Statemaking and Territory in South Asi

Download Statemaking and Territory in South Asi PDF Online Free

Author :
Publisher :
ISBN 13 : 9789380601892
Total Pages : pages
Book Rating : 4.6/5 (18 download)

DOWNLOAD NOW!


Book Synopsis Statemaking and Territory in South Asi by : MICHAEL

Download or read book Statemaking and Territory in South Asi written by MICHAEL and published by . This book was released on 2013-12-01 with total page pages. Available in PDF, EPUB and Kindle. Book excerpt:

Statemaking and Territory in South Asia

Download Statemaking and Territory in South Asia PDF Online Free

Author :
Publisher : Anthem Press
ISBN 13 : 0857285327
Total Pages : 250 pages
Book Rating : 4.8/5 (572 download)

DOWNLOAD NOW!


Book Synopsis Statemaking and Territory in South Asia by : Bernardo A. Michael

Download or read book Statemaking and Territory in South Asia written by Bernardo A. Michael and published by Anthem Press. This book was released on 2012-12-15 with total page 250 pages. Available in PDF, EPUB and Kindle.
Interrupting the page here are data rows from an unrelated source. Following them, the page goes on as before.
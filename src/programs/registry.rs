// Registry program: users, smart meters and their readings.

use borsh::{BorshDeserialize, BorshSerialize};
use solana_sdk::instruction::{AccountMeta, Instruction};
use solana_sdk::pubkey::Pubkey;
use solana_sdk::system_program;

use super::anchor::{bare_instruction_data, instruction_data};
use super::{check_max_len, check_seed, Result};

pub const ID: Pubkey = solana_sdk::pubkey!("EtmU16tPPrGZVdyd9g5zABnq8wMt9UWYNGY4uZVdpQHK");

pub const REGISTRY_SEED: &[u8] = b"registry";
pub const USER_SEED: &[u8] = b"user";
pub const METER_SEED: &[u8] = b"meter";

pub const MAX_LOCATION_LEN: usize = 100;
pub const MAX_METER_ID_LEN: usize = 50;

#[derive(BorshSerialize, BorshDeserialize, Debug, Clone, Copy, PartialEq, Eq)]
pub enum UserType {
    Prosumer,
    Consumer,
}

#[derive(BorshSerialize, BorshDeserialize, Debug, Clone, Copy, PartialEq, Eq)]
pub enum UserStatus {
    Active,
    Suspended,
    Inactive,
}

#[derive(BorshSerialize, BorshDeserialize, Debug, Clone, Copy, PartialEq, Eq)]
pub enum MeterType {
    Solar,
    Wind,
    Battery,
    Grid,
}

#[derive(BorshSerialize, BorshDeserialize, Debug, Clone, Copy, PartialEq, Eq)]
pub enum MeterStatus {
    Active,
    Inactive,
    Maintenance,
}

#[derive(BorshSerialize, BorshDeserialize, Debug, Clone, PartialEq, Eq)]
pub struct Registry {
    pub authority: Pubkey,
    pub user_count: u64,
    pub meter_count: u64,
    pub created_at: i64,
}

#[derive(BorshSerialize, BorshDeserialize, Debug, Clone, PartialEq, Eq)]
pub struct UserAccount {
    pub authority: Pubkey,
    pub user_type: UserType,
    pub location: String,
    pub status: UserStatus,
    pub registered_at: i64,
    pub meter_count: u32,
    pub created_at: i64,
}

impl UserAccount {
    pub fn is_active(&self) -> bool {
        self.status == UserStatus::Active
    }
}

#[derive(BorshSerialize, BorshDeserialize, Debug, Clone, PartialEq, Eq)]
pub struct MeterAccount {
    pub meter_id: String,
    pub owner: Pubkey,
    pub meter_type: MeterType,
    pub status: MeterStatus,
    pub registered_at: i64,
    pub last_reading_at: i64,
    pub total_generation: u64,
    pub total_consumption: u64,
}

impl MeterAccount {
    pub fn is_active(&self) -> bool {
        self.status == MeterStatus::Active
    }

    // Generation minus consumption, floored at zero
    pub fn net_generation(&self) -> u64 {
        self.total_generation.saturating_sub(self.total_consumption)
    }
}

#[derive(BorshSerialize, BorshDeserialize, Debug, Clone, PartialEq, Eq)]
pub struct MeterReadingUpdated {
    pub meter_id: String,
    pub owner: Pubkey,
    pub energy_generated: u64,
    pub energy_consumed: u64,
    pub timestamp: i64,
}

fn check_meter_id(meter_id: &str) -> Result<()> {
    check_max_len("meter_id", meter_id.as_bytes(), MAX_METER_ID_LEN)?;
    check_seed("meter_id", meter_id)
}

#[derive(Debug, Clone, Copy)]
pub struct RegistryProgram {
    pub program_id: Pubkey,
}

impl Default for RegistryProgram {
    fn default() -> Self {
        Self { program_id: ID }
    }
}

impl RegistryProgram {
    pub fn new(program_id: Pubkey) -> Self {
        Self { program_id }
    }

    pub fn registry_address(&self) -> Pubkey {
        Pubkey::find_program_address(&[REGISTRY_SEED], &self.program_id).0
    }

    pub fn user_address(&self, user_authority: &Pubkey) -> Pubkey {
        Pubkey::find_program_address(&[USER_SEED, user_authority.as_ref()], &self.program_id).0
    }

    pub fn meter_address(&self, meter_id: &str) -> Result<Pubkey> {
        check_meter_id(meter_id)?;
        Ok(Pubkey::find_program_address(&[METER_SEED, meter_id.as_bytes()], &self.program_id).0)
    }

    pub fn initialize(&self, authority: &Pubkey) -> Instruction {
        Instruction::new_with_bytes(
            self.program_id,
            &bare_instruction_data("initialize"),
            vec![
                AccountMeta::new(self.registry_address(), false),
                AccountMeta::new(*authority, true),
                AccountMeta::new_readonly(system_program::ID, false),
            ],
        )
    }

    pub fn register_user(
        &self,
        user_authority: &Pubkey,
        user_type: UserType,
        location: &str,
    ) -> Result<Instruction> {
        check_max_len("location", location.as_bytes(), MAX_LOCATION_LEN)?;

        Ok(Instruction::new_with_bytes(
            self.program_id,
            &instruction_data("register_user", &(user_type, location))?,
            vec![
                AccountMeta::new(self.registry_address(), false),
                AccountMeta::new(self.user_address(user_authority), false),
                AccountMeta::new(*user_authority, true),
                AccountMeta::new_readonly(system_program::ID, false),
            ],
        ))
    }

    pub fn register_meter(
        &self,
        user_authority: &Pubkey,
        meter_id: &str,
        meter_type: MeterType,
    ) -> Result<Instruction> {
        let meter = self.meter_address(meter_id)?;

        Ok(Instruction::new_with_bytes(
            self.program_id,
            &instruction_data("register_meter", &(meter_id, meter_type))?,
            vec![
                AccountMeta::new(self.registry_address(), false),
                AccountMeta::new(self.user_address(user_authority), false),
                AccountMeta::new(meter, false),
                AccountMeta::new(*user_authority, true),
                AccountMeta::new_readonly(system_program::ID, false),
            ],
        ))
    }

    // Registry authority only
    pub fn update_user_status(
        &self,
        authority: &Pubkey,
        user_authority: &Pubkey,
        new_status: UserStatus,
    ) -> Result<Instruction> {
        Ok(Instruction::new_with_bytes(
            self.program_id,
            &instruction_data("update_user_status", &new_status)?,
            vec![
                AccountMeta::new_readonly(self.registry_address(), false),
                AccountMeta::new(self.user_address(user_authority), false),
                AccountMeta::new_readonly(*authority, true),
            ],
        ))
    }

    pub fn update_meter_reading(
        &self,
        oracle_authority: &Pubkey,
        meter_id: &str,
        energy_generated: u64,
        energy_consumed: u64,
        reading_timestamp: i64,
    ) -> Result<Instruction> {
        let meter = self.meter_address(meter_id)?;

        Ok(Instruction::new_with_bytes(
            self.program_id,
            &instruction_data(
                "update_meter_reading",
                &(energy_generated, energy_consumed, reading_timestamp),
            )?,
            vec![
                AccountMeta::new(meter, false),
                AccountMeta::new_readonly(*oracle_authority, true),
            ],
        ))
    }

    // View instruction; the answer comes back as return data
    pub fn is_valid_user(&self, user_authority: &Pubkey) -> Instruction {
        Instruction::new_with_bytes(
            self.program_id,
            &bare_instruction_data("is_valid_user"),
            vec![AccountMeta::new_readonly(self.user_address(user_authority), false)],
        )
    }

    pub fn is_valid_meter(&self, meter_id: &str) -> Result<Instruction> {
        Ok(Instruction::new_with_bytes(
            self.program_id,
            &bare_instruction_data("is_valid_meter"),
            vec![AccountMeta::new_readonly(self.meter_address(meter_id)?, false)],
        ))
    }

    // No PDA is derived here, so only the account limit applies
    pub fn assign_meter(&self, authority: &Pubkey, meter_id: &str) -> Result<Instruction> {
        check_max_len("meter_id", meter_id.as_bytes(), MAX_METER_ID_LEN)?;

        Ok(Instruction::new_with_bytes(
            self.program_id,
            &instruction_data("assign_meter", meter_id)?,
            vec![
                AccountMeta::new(self.registry_address(), false),
                AccountMeta::new_readonly(*authority, true),
            ],
        ))
    }
}
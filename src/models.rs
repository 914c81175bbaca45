use anyhow::{Context, Result};
use serde::{Deserialize, Serialize};
use std::collections::BTreeMap;
use std::time::Instant;

use crate::config::{GatewayConfig, ProgramIds};
use crate::programs::ProgramRpc;
use crate::rate_limit::RateLimiter;
use crate::telemetry::GatewayMetrics;

pub const GATEWAY_NAME: &str = "P2P Energy Trading API Gateway";
pub const PLATFORM_GATEWAY_NAME: &str = "P2P Energy Trading Platform API Gateway";

// Main application state
pub struct AppState {
    pub config: GatewayConfig,
    pub http_client: reqwest::Client,
    pub rpc: ProgramRpc,
    pub rate_limiter: RateLimiter,
    pub metrics: GatewayMetrics,
    pub started_at: Instant,
}

impl AppState {
    pub fn new(config: GatewayConfig, program_ids: ProgramIds) -> Result<Self> {
        let http_client = reqwest::Client::builder()
            .timeout(config.proxy_timeout)
            .build()
            .context("Failed to build HTTP client")?;

        let rpc = ProgramRpc::with_timeout(
            config.solana_rpc_url.clone(),
            program_ids,
            config.status_probe_timeout,
        );
        let rate_limiter = RateLimiter::new(config.rate_limit_window, config.rate_limit_max);

        Ok(Self {
            config,
            http_client,
            rpc,
            rate_limiter,
            metrics: GatewayMetrics::new(),
            started_at: Instant::now(),
        })
    }
}

// Endpoint listing for GET /
#[derive(Serialize, Deserialize, Clone, Debug)]
pub struct Endpoints {
    pub health: String,
    pub status: String,
    pub metrics: String,
}

#[derive(Serialize, Deserialize, Clone, Debug)]
pub struct IndexResponse {
    pub message: String,
    pub version: String,
    pub endpoints: Endpoints,
}

#[derive(Serialize, Deserialize, Clone, Debug)]
pub struct HealthResponse {
    pub status: String,
    pub timestamp: String,
    pub uptime_seconds: u64,
}

#[derive(Serialize, Deserialize, Clone, Debug)]
pub struct LivenessResponse {
    pub status: String,
    pub timestamp: String,
}

// One dependency checked by GET /health/ready
#[derive(Serialize, Deserialize, Clone, Debug)]
pub struct DependencyHealth {
    pub name: String,
    pub status: ServiceAvailability,
    pub response_time_ms: u64,
}

#[derive(Serialize, Deserialize, Clone, Debug)]
pub struct ReadinessResponse {
    pub ready: bool,
    pub timestamp: String,
    pub dependencies: Vec<DependencyHealth>,
}

// Service availability as reported by /api/status
#[derive(Serialize, Deserialize, Clone, Copy, Debug, PartialEq, Eq)]
pub enum ServiceAvailability {
    Available,
    Unavailable,
}

#[derive(Serialize, Deserialize, Clone, Debug)]
pub struct ServicesStatus {
    pub postgres: ServiceAvailability,
    pub timescaledb: ServiceAvailability,
    pub redis: ServiceAvailability,
    pub kafka: ServiceAvailability,
    pub solana_rpc: ServiceAvailability,
}

#[derive(Serialize, Deserialize, Clone, Debug)]
pub struct StatusResponse {
    pub message: String,
    pub version: String,
    pub environment: String,
    pub timestamp: String,
    pub services: ServicesStatus,
    pub programs: BTreeMap<String, String>,
}
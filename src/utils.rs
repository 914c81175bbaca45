use axum::{
    http::{HeaderMap, StatusCode},
    response::{IntoResponse, Response},
    Json,
};
use serde_json::json;

// Custom API response type that implements IntoResponse
pub struct ApiResponse {
    status: StatusCode,
    body: Json<serde_json::Value>,
}

impl ApiResponse {
    pub fn status(&self) -> StatusCode {
        self.status
    }
}

impl IntoResponse for ApiResponse {
    fn into_response(self) -> Response {
        (self.status, self.body).into_response()
    }
}

// Helper to build a consistent API response
pub fn build_api_response<T: serde::Serialize>(
    status: StatusCode,
    data: Option<T>,
    error: Option<String>,
) -> ApiResponse {
    let success = error.is_none();

    let response = json!({
        "success": success,
        "data": data,
        "error": error,
    });

    ApiResponse {
        status,
        body: Json(response),
    }
}

// Helper to build error responses
pub fn build_error_response(status: StatusCode, error: &str) -> ApiResponse {
    build_api_response::<()>(status, None, Some(error.to_string()))
}

// Helper to build success responses
pub fn build_success_response<T: serde::Serialize>(data: T) -> ApiResponse {
    build_api_response(StatusCode::OK, Some(data), None)
}

// Client key used for rate limiting: first X-Forwarded-For entry
pub fn forwarded_for(headers: &HeaderMap) -> Option<String> {
    headers
        .get("x-forwarded-for")
        .and_then(|value| value.to_str().ok())
        .and_then(|value| value.split(',').next())
        .map(|first| first.trim().to_string())
        .filter(|first| !first.is_empty())
}

// Current time as RFC 3339 with millisecond precision, e.g. 2024-01-01T00:00:00.000Z
pub fn timestamp_now() -> String {
    chrono::Utc::now().to_rfc3339_opts(chrono::SecondsFormat::Millis, true)
}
Book excerpt: “Statemaking and Territory in South Asia: Lessons from the Anglo–Gorkha War (1814–1816)” seeks to understand how European colonization transformed the organization of territory in South Asia through an examination of the territorial disputes that underlay the Anglo–Gorkha War of 1814–1816 and subsequent efforts of the colonial state to reorder its territories. The volume argues that these disputes arose out of older tribute, taxation and property relationships that left their territories perpetually intermixed and with ill-defined boundaries. It also seeks to describe the long-drawn-out process of territorial reordering undertaken by the British in the nineteenth and twentieth centuries that set the stage for the creation of a clearly defined geographical template for the modern state in South Asia.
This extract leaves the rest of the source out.